Cloudera Data Engineering provides a suite of example jobs that operate on example data to showcase its core capabilities and make the onboarding easier. The example jobs are a combination of Spark and Airflow jobs, which include scenarios such as reading and writing from object storage, running an Airflow DAG, and expanding on Python capabilities with custom virtual environments. Once loaded, these jobs can be run on demand or scheduled. The sample data will be loaded into the environment's default Data Lake location.

In Cloudera Data Engineering (CDE), jobs are associated with virtual clusters. Before you can create a job, you must register a CDP environment and Data Lake, and create a CDE Service and virtual cluster. For more information, see Environments, Enabling Cloudera Data Engineering service, and Creating virtual clusters .

You must run the example jobs with a user who is not the Local Administrator, that is, the user must to have been granted DEUser or DEAdmin privileges in the environment associated with your DE workspace. Also ensure you have enough resources to run these example jobs. Below is the description of the different example jobs:
Table 1. Example Jobs
Job Description
example-load-data Loads the sample data onto the environment data lake. This job runs only once and is then deleted.
example-virtual-env Demonstrates CDE job configuration that utilizes Python Environment resource type to expand pyspark features via custom virtual env. This example adds pandas support.
example-resources Demonstrates CDE job configuration utilizing file-based resource type. Resources are mounted on Spark driver and executor pods. This example uses an input file as a data source for a word-count Spark app. The driver stderr log contains the word count.
example-resources-schedules Demonstrates scheduling functionality for Spark job in CDE. This example schedules a job to run at 5:04am UTC each day.
example-spark-pi Demonstrates how to define a CDE job. It runs a SparkPi using a scala example jar located on a s3 bucket. The driver stderr log contains the value of pi.
example-cdeoperator Demonstrates job orchestration using Airflow. This example uses a custom CDE Operator to run two Spark jobs in sequence, mimicking a pipeline composed of data ingestion and data processing.
example-object-store Demonstrates how to access and write data to object store on different form factors: S3, ADLS, and HDFS. This example reads data already staged to object store and makes changes and then saves back the transformed data to object store. The output of the query ran on the object store table can be viewed in the driver stderr log.
example-iceberg Demonstrates support for iceberg table format.

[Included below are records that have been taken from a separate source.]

impl GithubHost {
    pub fn new(
        api_base_url: impl Into<String>,
        repository: impl Into<String>,
        branch: impl Into<String>,
        token: impl Into<String>,
    ) -> StoreResult<Self> {
        let http = Client::builder()
            .timeout(HTTP_TIMEOUT)
            .user_agent(USER_AGENT)
            .build()
            .map_err(|e| StoreError::Transport(format!("failed to build HTTP client: {e}")))?;

        Ok(Self {
            api_base_url: api_base_url.into(),
            repository: repository.into(),
            branch: branch.into(),
            token: token.into(),
            http,
        })
    }

    /// Build a host from the process environment.
    ///
    /// Requires `GITHUB_TOKEN` and `GITHUB_REPO` (`owner/name`);
    /// `GITHUB_BRANCH` defaults to `main` and `GITHUB_API_URL` overrides the
    /// public endpoint.
    pub fn from_env() -> StoreResult<Self> {
        let api_base_url = env_or_default(config::GITHUB_API_URL_ENV, config::DEFAULT_API_URL);
        let repository = env_required(config::GITHUB_REPO_ENV)?;
        let branch = env_or_default(config::GITHUB_BRANCH_ENV, config::DEFAULT_BRANCH);
        let token = env_required(config::GITHUB_TOKEN_ENV)?;
        Self::new(api_base_url, repository, branch, token)
    }

    pub fn branch(&self) -> &str {
        &self.branch
    }

    fn contents_url(&self, path: &str) -> String {
        format!(
            "{}/repos/{}/contents/{}",
            self.api_base_url.trim_end_matches('/'),
            self.repository,
            path
        )
    }

    fn request(&self, method: reqwest::Method, path: &str) -> reqwest::RequestBuilder {
        self.http
            .request(method, self.contents_url(path))
            .header("Authorization", format!("Bearer {}", self.token))
            .header("Accept", "application/vnd.github+json")
    }

    /// PUT against the contents endpoint; `sha` distinguishes update from
    /// create on the wire.
    async fn put(
        &self,
        path: &str,
        content: &[u8],
        message: &str,
        sha: Option<&VersionToken>,
    ) -> StoreResult<reqwest::Response> {
        let mut body = json!({
            "message": message,
            "content": Base64::encode_string(content),
            "branch": self.branch,
        });
        if let Some(sha) = sha {
            body["sha"] = Value::String(sha.as_str().to_string());
        }

        self.request(reqwest::Method::PUT, path)
            .json(&body)
            .send()
            .await
            .map_err(|e| StoreError::Transport(format!("PUT {path} failed: {e}")))
    }
}
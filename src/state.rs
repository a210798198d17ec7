// SPDX-License-Identifier: AGPL-3.0-or-later
//
// Copyright (C) 2026 ACM S.L.

use std::sync::Arc;

use crate::store::{ContentHost, ContentStore, GithubHost};

/// Shared application state: the content store, read-only after startup.
///
/// All write coordination happens through the host's version tokens, so no
/// in-process locking is needed. Generic over the host so tests can run the
/// full API against an in-memory one.
pub struct AppState<H = GithubHost> {
    pub store: Arc<ContentStore<H>>,
}

impl<H> Clone for AppState<H> {
    fn clone(&self) -> Self {
        Self {
            store: Arc::clone(&self.store),
        }
    }
}

impl<H: ContentHost> AppState<H> {
    pub fn new(store: ContentStore<H>) -> Self {
        Self {
            store: Arc::new(store),
        }
    }
}
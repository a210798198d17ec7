// SPDX-License-Identifier: AGPL-3.0-or-later
//
// Copyright (C) 2026 ACM S.L.

//! # Remote Content Store
//!
//! File storage in a Git-hosted repository, one commit per write.
//!
//! The layering is: [`host`] speaks the raw contents API of the backing
//! service (or an in-memory stand-in), [`client`] adds transparent payload
//! encryption on top, and [`paths`] fixes the on-repo file layout used by the
//! repository adapter.
//!
//! The backing store offers no transactions and no locking; the only
//! concurrency primitive is the version token every read returns and every
//! write must present. Multi-file operations above this layer are therefore
//! not atomic, by contract.

pub mod client;
pub mod error;
pub mod host;
pub mod paths;

pub use client::ContentStore;
pub use error::{StoreError, StoreResult};
pub use host::{ContentHost, GithubHost, MemoryHost, VersionToken};
pub use paths::EntityPaths;
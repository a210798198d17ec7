// SPDX-License-Identifier: AGPL-3.0-or-later
//
// Copyright (C) 2026 ACM S.L.

use axum::Json;
use serde::Serialize;
use utoipa::ToSchema;

#[derive(Serialize, ToSchema)]
pub struct HealthResponse {
    pub status: &'static str,
    pub version: &'static str,
}

#[utoipa::path(
    get,
    path = "/health",
    tag = "Health",
    responses((status = 200, body = HealthResponse))
)]
pub async fn health() -> Json<HealthResponse> {
    Json(HealthResponse {
        status: "ok",
        version: env!("CARGO_PKG_VERSION"),
    })
}
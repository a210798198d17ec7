// SPDX-License-Identifier: AGPL-3.0-or-later
//
// Copyright (C) 2026 ACM S.L.

use axum::{
    http::StatusCode,
    response::{IntoResponse, Response},
    Json,
};
use serde::Serialize;
use tracing::error;

use crate::store::StoreError;

#[derive(Debug)]
pub struct ApiError {
    pub status: StatusCode,
    pub message: String,
}

#[derive(Serialize)]
struct ErrorBody {
    error: String,
}

impl ApiError {
    pub fn new(status: StatusCode, message: impl Into<String>) -> Self {
        Self {
            status,
            message: message.into(),
        }
    }

    pub fn not_found(message: impl Into<String>) -> Self {
        Self::new(StatusCode::NOT_FOUND, message)
    }

    pub fn bad_request(message: impl Into<String>) -> Self {
        Self::new(StatusCode::BAD_REQUEST, message)
    }

    pub fn conflict(message: impl Into<String>) -> Self {
        Self::new(StatusCode::CONFLICT, message)
    }
}

impl From<StoreError> for ApiError {
    fn from(err: StoreError) -> Self {
        match err {
            StoreError::NotFound(path) => Self::not_found(format!("not found: {path}")),
            StoreError::AlreadyExists(path) => {
                Self::conflict(format!("already exists: {path}"))
            }
            StoreError::VersionConflict { path, .. } => {
                Self::conflict(format!("concurrent modification of {path}, retry"))
            }
            other => {
                error!(%other, "store operation failed");
                Self::new(StatusCode::INTERNAL_SERVER_ERROR, "internal error")
            }
        }
    }
}

impl IntoResponse for ApiError {
    fn into_response(self) -> Response {
        let body = Json(ErrorBody {
            error: self.message,
        });
        (self.status, body).into_response()
    }
}

#[cfg(test)]
mod tests {
    use super::*;
    use axum::body::to_bytes;

    #[test]
    fn constructors_set_status_and_message() {
        let nf = ApiError::not_found("missing");
        assert_eq!(nf.status, StatusCode::NOT_FOUND);
        assert_eq!(nf.message, "missing");

        let bad = ApiError::bad_request("bad");
        assert_eq!(bad.status, StatusCode::BAD_REQUEST);
        assert_eq!(bad.message, "bad");

        let conflict = ApiError::conflict("taken");
        assert_eq!(conflict.status, StatusCode::CONFLICT);
        assert_eq!(conflict.message, "taken");
    }

    #[test]
    fn store_errors_map_to_http_statuses() {
        let nf: ApiError = StoreError::NotFound("clients/x/data.json".into()).into();
        assert_eq!(nf.status, StatusCode::NOT_FOUND);

        let exists: ApiError = StoreError::AlreadyExists("clients/data.json".into()).into();
        assert_eq!(exists.status, StatusCode::CONFLICT);

        let stale: ApiError = StoreError::VersionConflict {
            path: "clients/data.json".into(),
            expected: "abc".into(),
        }
        .into();
        assert_eq!(stale.status, StatusCode::CONFLICT);

        let transport: ApiError = StoreError::Transport("timeout".into()).into();
        assert_eq!(transport.status, StatusCode::INTERNAL_SERVER_ERROR);
        // Internal details never leak into the response body.
        assert_eq!(transport.message, "internal error");
    }

    #[tokio::test]
    async fn into_response_returns_json_body() {
        let response = ApiError::bad_request("bad data").into_response();
        assert_eq!(response.status(), StatusCode::BAD_REQUEST);

        let body_bytes = to_bytes(response.into_body(), usize::MAX).await.unwrap();
        let body = String::from_utf8(body_bytes.to_vec()).unwrap();
        assert_eq!(body, r#"{"error":"bad data"}"#);
    }
}
// SPDX-License-Identifier: AGPL-3.0-or-later
//
// Copyright (C) 2026 ACM S.L.

//! Content store client: named-file access with transparent encryption.
//!
//! Every write encrypts through the configured [`Cipher`] before it reaches
//! the host; every read decrypts after retrieval. Callers above this layer
//! only ever see plaintext JSON strings plus the host's version tokens.

use tracing::error;

use super::error::{StoreError, StoreResult};
use super::host::{ContentHost, VersionToken};
use crate::crypto::Cipher;

/// Encrypting wrapper over a [`ContentHost`].
///
/// Shared read-only across requests; all coordination happens through the
/// host's version tokens, never through in-process locking.
pub struct ContentStore<H> {
    host: H,
    cipher: Cipher,
}

impl<H: ContentHost> ContentStore<H> {
    pub fn new(host: H, cipher: Cipher) -> Self {
        Self { host, cipher }
    }

    pub fn host(&self) -> &H {
        &self.host
    }

    /// Read and decrypt a file.
    ///
    /// Decryption failures are logged here and surface as
    /// [`StoreError::Decryption`]; find-style callers treat them as absence
    /// (see [`StoreError::is_absence`]), which deliberately masks corruption
    /// as not-found.
    pub async fn get(&self, path: &str) -> StoreResult<(String, VersionToken)> {
        let (blob, token) = self.host.get_raw(path).await?;

        let plaintext = self.cipher.decrypt(&blob).map_err(|source| {
            error!(path, %source, "cannot decrypt stored content");
            StoreError::Decryption {
                path: path.to_string(),
                source,
            }
        })?;

        let content = String::from_utf8(plaintext).map_err(|e| StoreError::Decode {
            path: path.to_string(),
            source: serde_json::Error::io(std::io::Error::new(
                std::io::ErrorKind::InvalidData,
                e,
            )),
        })?;

        Ok((content, token))
    }

    /// Encrypt and create a file.
    pub async fn create(
        &self,
        path: &str,
        content: &str,
        message: &str,
    ) -> StoreResult<VersionToken> {
        let blob = self.encrypt(path, content)?;
        self.host.create_raw(path, &blob, message).await
    }

    /// Encrypt and overwrite a file under its current version token.
    pub async fn update(
        &self,
        path: &str,
        content: &str,
        message: &str,
        expected: &VersionToken,
    ) -> StoreResult<VersionToken> {
        let blob = self.encrypt(path, content)?;
        self.host.update_raw(path, &blob, message, expected).await
    }

    /// Remove a file. Reads the current version token first, so the delete
    /// itself is still conflict-checked by the host.
    pub async fn delete(&self, path: &str, message: &str) -> StoreResult<()> {
        let (_, token) = self.host.get_raw(path).await?;
        self.host.delete_raw(path, message, &token).await
    }

    fn encrypt(&self, path: &str, content: &str) -> StoreResult<Vec<u8>> {
        self.cipher
            .encrypt(content.as_bytes())
            .map_err(|source| {
                error!(path, %source, "cannot encrypt content");
                StoreError::Decryption {
                    path: path.to_string(),
                    source,
                }
            })
    }

    /// Field-level encryption for sensitive attribute values. Produces a
    /// base64 string safe to embed in JSON documents.
    pub fn seal_value(&self, value: &str) -> StoreResult<String> {
        use base64ct::{Base64, Encoding};
        if !self.cipher.is_enabled() {
            return Ok(value.to_string());
        }
        let blob = self.encrypt("<attribute>", value)?;
        Ok(Base64::encode_string(&blob))
    }

    /// Inverse of [`seal_value`](Self::seal_value). Values that do not parse
    /// as a sealed blob are passed through unchanged, so records written with
    /// encryption disabled stay readable after it is turned on.
    pub fn open_value(&self, value: &str) -> String {
        use base64ct::{Base64, Encoding};
        if !self.cipher.is_enabled() {
            return value.to_string();
        }
        let Ok(blob) = Base64::decode_vec(value) else {
            return value.to_string();
        };
        match self.cipher.decrypt(&blob) {
            Ok(plaintext) => match String::from_utf8(plaintext) {
                Ok(text) => text,
                Err(_) => value.to_string(),
            },
            Err(_) => value.to_string(),
        }
    }
}
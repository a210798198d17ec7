// SPDX-License-Identifier: AGPL-3.0-or-later
//
// Copyright (C) 2026 ACM S.L.

//! Entity representation and per-kind metadata.

use chrono::{DateTime, Utc};
use serde_json::Value;
use uuid::Uuid;

use crate::store::EntityPaths;

/// Attribute map of one entity: plain structured data, keyed by attribute
/// name. `Null` and "absent" are equivalent throughout the filter logic.
pub type Attributes = serde_json::Map<String, Value>;

/// Static metadata describing one entity kind.
///
/// Resolved at compile time per kind (see `repo::kinds`); the repository
/// adapter is parameterized by a reference to one of these instead of
/// per-call metadata arguments.
#[derive(Debug)]
pub struct EntityKind {
    /// Collection path segment in the repository (`clients`).
    pub path: &'static str,
    /// Singular name used in event-file names (`client`).
    pub singular: &'static str,
    /// Ordered attribute subset establishing business uniqueness.
    pub primary_key: &'static [&'static str],
    /// Additional lookup keys carried in the collection index.
    pub filter_attributes: &'static [&'static str],
    /// Full attribute set.
    pub attributes: &'static [&'static str],
    /// Attributes encrypted before persistence.
    pub sensitive_attributes: &'static [&'static str],
}

impl EntityKind {
    pub fn paths(&self) -> EntityPaths {
        EntityPaths::new(self.path)
    }

    pub fn is_sensitive(&self, attribute: &str) -> bool {
        self.sensitive_attributes.contains(&attribute)
    }

    /// Attribute names carried in an index projection: primary key first,
    /// then the remaining filter attributes.
    pub fn projection_attributes(&self) -> Vec<&'static str> {
        let mut names: Vec<&'static str> = self.primary_key.to_vec();
        for attr in self.filter_attributes {
            if !names.contains(attr) {
                names.push(attr);
            }
        }
        names
    }
}

/// One domain record: generated id, attribute map, lifecycle timestamps.
#[derive(Debug, Clone, PartialEq)]
pub struct Entity {
    pub id: String,
    pub attributes: Attributes,
    pub created: DateTime<Utc>,
    pub updated: Option<DateTime<Utc>>,
    pub deleted: Option<DateTime<Utc>>,
}

impl Entity {
    /// Create a fresh entity with a generated UUID and `_created` set to now.
    pub fn new(attributes: Attributes) -> Self {
        Self {
            id: Uuid::new_v4().to_string(),
            attributes,
            created: Utc::now(),
            updated: None,
            deleted: None,
        }
    }

    pub fn attribute(&self, name: &str) -> Option<&Value> {
        self.attributes.get(name)
    }

    pub fn is_deleted(&self) -> bool {
        self.deleted.is_some()
    }

    /// Merge non-null requested attributes over the stored ones and stamp
    /// `_updated`. Null (or absent) request values leave the stored value
    /// untouched, so partial updates never erase attributes.
    pub fn apply_update(&mut self, updates: &Attributes, now: DateTime<Utc>) {
        for (name, value) in updates {
            if !value.is_null() {
                self.attributes.insert(name.clone(), value.clone());
            }
        }
        self.updated = Some(now);
    }

    /// Domain-level deletion: the record is kept, marked with `_deleted`.
    pub fn mark_deleted(&mut self, now: DateTime<Utc>) {
        self.deleted = Some(now);
    }
}
// SPDX-License-Identifier: AGPL-3.0-or-later
//
// Copyright (C) 2026 ACM S.L.

//! Generic repository adapter over the content store.
//!
//! One adapter instance serves one [`EntityKind`]. Mutations are driven by
//! lifecycle events: every operation builds a request event and answers with
//! a derived outcome event. Insert and update persist both to the entity's
//! append-only `_events/` log; delete persists only the deleted event, next
//! to its sentinel. Invalid requests are answered but never persisted, so a
//! rejected call leaves no trace in the repository.

use chrono::Utc;
use serde_json::Value;
use tracing::{debug, warn};

use crate::domain::{
    epoch_timestamp, Attributes, DomainEvent, Entity, EntityCodec, EntityKind, EventKind,
};
use crate::store::{ContentHost, ContentStore, EntityPaths, StoreError, StoreResult};

/// CRUD adapter binding one entity kind to the store.
pub struct EntityAdapter<'a, H> {
    store: &'a ContentStore<H>,
    kind: &'static EntityKind,
    codec: EntityCodec<'a, H>,
}
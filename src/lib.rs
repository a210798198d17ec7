// SPDX-License-Identifier: AGPL-3.0-or-later
//
// Copyright (C) 2026 ACM S.L.

//! Licdata Server - License Data CRUD Service
//!
//! This crate provides CRUD endpoints for license-management entities
//! (clients, licenses, incidents, orders, and so on) persisted as files in a
//! Git-hosted repository through the GitHub contents API. Every write is a
//! commit; blob SHAs provide optimistic concurrency, and sensitive content
//! is encrypted at rest in the git-crypt format.
//!
//! ## Modules
//!
//! - `api` - HTTP API handlers (Axum)
//! - `crypto` - git-crypt-compatible encryption
//! - `domain` - entities, kinds, and lifecycle events
//! - `repo` - CRUD-plus-events repository adapter
//! - `store` - content hosts and the encrypting store client

pub mod api;
pub mod config;
pub mod crypto;
pub mod domain;
pub mod error;
pub mod repo;
pub mod state;
pub mod store;
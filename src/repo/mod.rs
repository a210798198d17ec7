// SPDX-License-Identifier: AGPL-3.0-or-later
//
// Copyright (C) 2026 ACM S.L.

//! # Repository Layer
//!
//! The [`EntityAdapter`] implements the full CRUD-plus-events lifecycle for
//! one entity kind over the content store; [`kinds`] holds the static
//! metadata for every kind served, and [`EntityRepo`] is the named facade
//! the API layer uses.

pub mod adapter;
pub mod facade;
pub mod kinds;

pub use adapter::EntityAdapter;
pub use facade::EntityRepo;
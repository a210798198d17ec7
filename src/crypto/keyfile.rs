// SPDX-License-Identifier: AGPL-3.0-or-later
//
// Copyright (C) 2026 ACM S.L.

//! Parser for the git-crypt key-escrow blob carried in `GIT_CRYPT_KEY`.
//!
//! Layout: a 12-byte preamble (`\0GITCRYPTKEY`), a 4-byte format version,
//! a TLV header section, then one or more TLV key entries. Each field is a
//! big-endian u32 id followed (except for the terminator) by a big-endian u32
//! length and that many bytes. The first complete entry supplies the AES and
//! HMAC key halves.

use super::cipher::{CryptoError, KeyMaterial, AES_KEY_LEN, HMAC_KEY_LEN};

const PREAMBLE: &[u8; 12] = b"\x00GITCRYPTKEY";
const FORMAT_VERSION: u32 = 2;

const HEADER_FIELD_END: u32 = 0;
const HEADER_FIELD_KEY_NAME: u32 = 1;

const KEY_FIELD_END: u32 = 0;
const KEY_FIELD_VERSION: u32 = 1;
const KEY_FIELD_AES_KEY: u32 = 3;
const KEY_FIELD_HMAC_KEY: u32 = 5;

const KEY_NAME_MAX_LEN: u32 = 128;
const MAX_FIELD_LEN: u32 = 1 << 20;

/// Parse a decoded key-escrow blob into usable key material.
pub fn parse_key_blob(blob: &[u8]) -> Result<KeyMaterial, CryptoError> {
    let mut cursor = Cursor::new(blob);

    let preamble = cursor.read_bytes(PREAMBLE.len())?;
    if preamble != PREAMBLE {
        return Err(CryptoError::InvalidKey("invalid preamble".to_string()));
    }
    let version = cursor.read_u32()?;
    if version != FORMAT_VERSION {
        return Err(CryptoError::InvalidKey(format!(
            "unsupported format version {version}"
        )));
    }

    skip_header(&mut cursor)?;

    // Only the first entry is used; later entries belong to rotated keys the
    // deployment no longer reads.
    read_entry(&mut cursor)
}

fn skip_header(cursor: &mut Cursor<'_>) -> Result<(), CryptoError> {
    loop {
        let field_id = cursor.read_u32()?;
        if field_id == HEADER_FIELD_END {
            return Ok(());
        }
        let field_len = cursor.read_u32()?;
        match field_id {
            HEADER_FIELD_KEY_NAME => {
                if field_len > KEY_NAME_MAX_LEN {
                    return Err(CryptoError::InvalidKey(format!(
                        "key name too long ({field_len} bytes)"
                    )));
                }
                cursor.read_bytes(field_len as usize)?;
            }
            id if id % 2 == 1 => {
                return Err(CryptoError::InvalidKey(format!(
                    "unknown critical header field {id}"
                )));
            }
            _ => {
                cursor.read_bytes(field_len as usize)?;
            }
        }
    }
}

fn read_entry(cursor: &mut Cursor<'_>) -> Result<KeyMaterial, CryptoError> {
    let mut aes: Option<[u8; AES_KEY_LEN]> = None;
    let mut hmac: Option<[u8; HMAC_KEY_LEN]> = None;

    loop {
        let field_id = cursor.read_u32()?;
        if field_id == KEY_FIELD_END {
            break;
        }
        let field_len = cursor.read_u32()?;
        match field_id {
            KEY_FIELD_VERSION => {
                if field_len != 4 {
                    return Err(CryptoError::InvalidKey(format!(
                        "invalid version field length {field_len}"
                    )));
                }
                cursor.read_u32()?;
            }
            KEY_FIELD_AES_KEY => {
                if field_len as usize != AES_KEY_LEN {
                    return Err(CryptoError::InvalidKey(format!(
                        "invalid AES key length {field_len}"
                    )));
                }
                let bytes = cursor.read_bytes(AES_KEY_LEN)?;
                let mut key = [0u8; AES_KEY_LEN];
                key.copy_from_slice(bytes);
                aes = Some(key);
            }
            KEY_FIELD_HMAC_KEY => {
                if field_len as usize != HMAC_KEY_LEN {
                    return Err(CryptoError::InvalidKey(format!(
                        "invalid HMAC key length {field_len}"
                    )));
                }
                let bytes = cursor.read_bytes(HMAC_KEY_LEN)?;
                let mut key = [0u8; HMAC_KEY_LEN];
                key.copy_from_slice(bytes);
                hmac = Some(key);
            }
            id if id % 2 == 1 => {
                return Err(CryptoError::InvalidKey(format!(
                    "unknown critical key field {id}"
                )));
            }
            _ => {
                if field_len > MAX_FIELD_LEN {
                    return Err(CryptoError::InvalidKey(format!(
                        "key field too long ({field_len} bytes)"
                    )));
                }
                cursor.read_bytes(field_len as usize)?;
            }
        }
    }

    match (aes, hmac) {
        (Some(aes), Some(hmac)) => Ok(KeyMaterial { aes, hmac }),
        _ => Err(CryptoError::InvalidKey(
            "key entry is missing the AES or HMAC half".to_string(),
        )),
    }
}

struct Cursor<'a> {
    buf: &'a [u8],
    pos: usize,
}

impl<'a> Cursor<'a> {
    fn new(buf: &'a [u8]) -> Self {
        Self { buf, pos: 0 }
    }

    fn read_u32(&mut self) -> Result<u32, CryptoError> {
        let bytes = self.read_bytes(4)?;
        Ok(u32::from_be_bytes([bytes[0], bytes[1], bytes[2], bytes[3]]))
    }

    fn read_bytes(&mut self, len: usize) -> Result<&'a [u8], CryptoError> {
        let end = self.pos.checked_add(len).ok_or_else(|| {
            CryptoError::InvalidKey("field length overflows the blob".to_string())
        })?;
        if end > self.buf.len() {
            return Err(CryptoError::InvalidKey(format!(
                "truncated blob: wanted {len} bytes at offset {}",
                self.pos
            )));
        }
        let slice = &self.buf[self.pos..end];
        self.pos = end;
        Ok(slice)
    }
}

#[cfg(test)]
mod tests {
    use super::*;

    fn put_u32(out: &mut Vec<u8>, value: u32) {
        out.extend_from_slice(&value.to_be_bytes());
    }

    /// Assemble a well-formed escrow blob around the given key halves.
    fn build_blob(aes: &[u8], hmac: &[u8], key_name: Option<&[u8]>) -> Vec<u8> {
        let mut blob = Vec::new();
        blob.extend_from_slice(PREAMBLE);
        put_u32(&mut blob, FORMAT_VERSION);

        if let Some(name) = key_name {
            put_u32(&mut blob, HEADER_FIELD_KEY_NAME);
            put_u32(&mut blob, name.len() as u32);
            blob.extend_from_slice(name);
        }
        put_u32(&mut blob, HEADER_FIELD_END);

        put_u32(&mut blob, KEY_FIELD_VERSION);
        put_u32(&mut blob, 4);
        put_u32(&mut blob, 0);
        put_u32(&mut blob, KEY_FIELD_AES_KEY);
        put_u32(&mut blob, aes.len() as u32);
        blob.extend_from_slice(aes);
        put_u32(&mut blob, KEY_FIELD_HMAC_KEY);
        put_u32(&mut blob, hmac.len() as u32);
        blob.extend_from_slice(hmac);
        put_u32(&mut blob, KEY_FIELD_END);

        blob
    }

    #[test]
    fn parses_a_complete_key_blob() {
        let aes = [1u8; AES_KEY_LEN];
        let hmac = [2u8; HMAC_KEY_LEN];
        let blob = build_blob(&aes, &hmac, None);

        let key = parse_key_blob(&blob).unwrap();
        assert_eq!(key.aes, aes);
        assert_eq!(key.hmac, hmac);
    }

    #[test]
    fn parses_a_blob_with_a_key_name_header() {
        let blob = build_blob(&[3u8; AES_KEY_LEN], &[4u8; HMAC_KEY_LEN], Some(b"deploy"));
        assert!(parse_key_blob(&blob).is_ok());
    }

    #[test]
    fn rejects_wrong_preamble() {
        let mut blob = build_blob(&[0u8; AES_KEY_LEN], &[0u8; HMAC_KEY_LEN], None);
        blob[1] = b'X';
        assert!(matches!(
            parse_key_blob(&blob),
            Err(CryptoError::InvalidKey(_))
        ));
    }

    #[test]
    fn rejects_unsupported_version() {
        let mut blob = build_blob(&[0u8; AES_KEY_LEN], &[0u8; HMAC_KEY_LEN], None);
        blob[15] = 9;
        assert!(matches!(
            parse_key_blob(&blob),
            Err(CryptoError::InvalidKey(_))
        ));
    }

    #[test]
    fn rejects_wrong_aes_key_length() {
        let blob = build_blob(&[0u8; 16], &[0u8; HMAC_KEY_LEN], None);
        assert!(matches!(
            parse_key_blob(&blob),
            Err(CryptoError::InvalidKey(_))
        ));
    }

    #[test]
    fn rejects_truncated_blob() {
        let blob = build_blob(&[0u8; AES_KEY_LEN], &[0u8; HMAC_KEY_LEN], None);
        assert!(matches!(
            parse_key_blob(&blob[..blob.len() - 10]),
            Err(CryptoError::InvalidKey(_))
        ));
    }

    #[test]
    fn rejects_entry_missing_hmac_half() {
        let mut blob = Vec::new();
        blob.extend_from_slice(PREAMBLE);
        put_u32(&mut blob, FORMAT_VERSION);
        put_u32(&mut blob, HEADER_FIELD_END);
        put_u32(&mut blob, KEY_FIELD_AES_KEY);
        put_u32(&mut blob, AES_KEY_LEN as u32);
        blob.extend_from_slice(&[0u8; AES_KEY_LEN]);
        put_u32(&mut blob, KEY_FIELD_END);

        assert!(matches!(
            parse_key_blob(&blob),
            Err(CryptoError::InvalidKey(_))
        ));
    }
}
// SPDX-License-Identifier: AGPL-3.0-or-later
//
// Copyright (C) 2026 ACM S.L.

use std::{env, net::SocketAddr};

use tracing::info;
use tracing_subscriber::EnvFilter;

use licdata_server::api::router;
use licdata_server::config;
use licdata_server::crypto::Cipher;
use licdata_server::state::AppState;
use licdata_server::store::{ContentStore, GithubHost};

fn init_tracing() {
    let filter = EnvFilter::try_from_default_env()
        .unwrap_or_else(|_| EnvFilter::new("info,tower_http=debug"));
    let format = env::var(config::LOG_FORMAT_ENV).unwrap_or_default();
    if format == "json" {
        tracing_subscriber::fmt()
            .with_env_filter(filter)
            .json()
            .init();
    } else {
        tracing_subscriber::fmt().with_env_filter(filter).init();
    }
}

#[tokio::main]
async fn main() {
    init_tracing();

    let cipher = Cipher::from_env().expect("invalid encryption configuration");
    if !cipher.is_enabled() {
        info!("at-rest encryption is disabled");
    }
    let host = GithubHost::from_env().expect("invalid repository configuration");
    info!(branch = host.branch(), "using GitHub-hosted content store");

    let state = AppState::new(ContentStore::new(host, cipher));
    let app = router(state);

    let bind_host =
        env::var(config::HOST_ENV).unwrap_or_else(|_| config::DEFAULT_HOST.to_string());
    let port: u16 = env::var(config::PORT_ENV)
        .ok()
        .and_then(|p| p.parse().ok())
        .unwrap_or(config::DEFAULT_PORT);
    let addr: SocketAddr = format!("{bind_host}:{port}")
        .parse()
        .expect("invalid bind address");

    let listener = tokio::net::TcpListener::bind(addr)
        .await
        .expect("cannot bind server address");
    info!(%addr, "licdata server listening (docs at /docs)");

    axum::serve(listener, app)
        .with_graceful_shutdown(shutdown_signal())
        .await
        .expect("server failed");
}

async fn shutdown_signal() {
    let ctrl_c = async {
        tokio::signal::ctrl_c()
            .await
            .expect("cannot install ctrl-c handler");
    };

    #[cfg(unix)]
    let terminate = async {
        tokio::signal::unix::signal(tokio::signal::unix::SignalKind::terminate())
            .expect("cannot install SIGTERM handler")
            .recv()
            .await;
    };

    #[cfg(not(unix))]
    let terminate = std::future::pending::<()>();

    tokio::select! {
        _ = ctrl_c => {},
        _ = terminate => {},
    }
    info!("shutdown signal received");
}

This example reads raw data from object store and saves data in iceberg table format and showcases iceberg metadata inforation, such as snapshots.
  1. In the Cloudera Data Platform (CDP) management console, click the Data Engineering tile and click Overview.
  2. In the CDE Services column, select the service containing the virtual cluster where you want to create the job.
  3. In the Virtual Clusters column on the right, click the View Jobs icon on the virtual cluster where you want to create the application.
  4. Select Load Example Jobs from the two options that appear.
  5. If you have existing jobs in the virtual cluster, click on the jobs page to Load Example Jobs.
  6. A dialog box appears explaining the example jobs and sample data. Click Confirm to load example jobs and sample data.
Example jobs will be loaded in the virtual cluster and sample data will be loaded in the environment’s Data Lake location.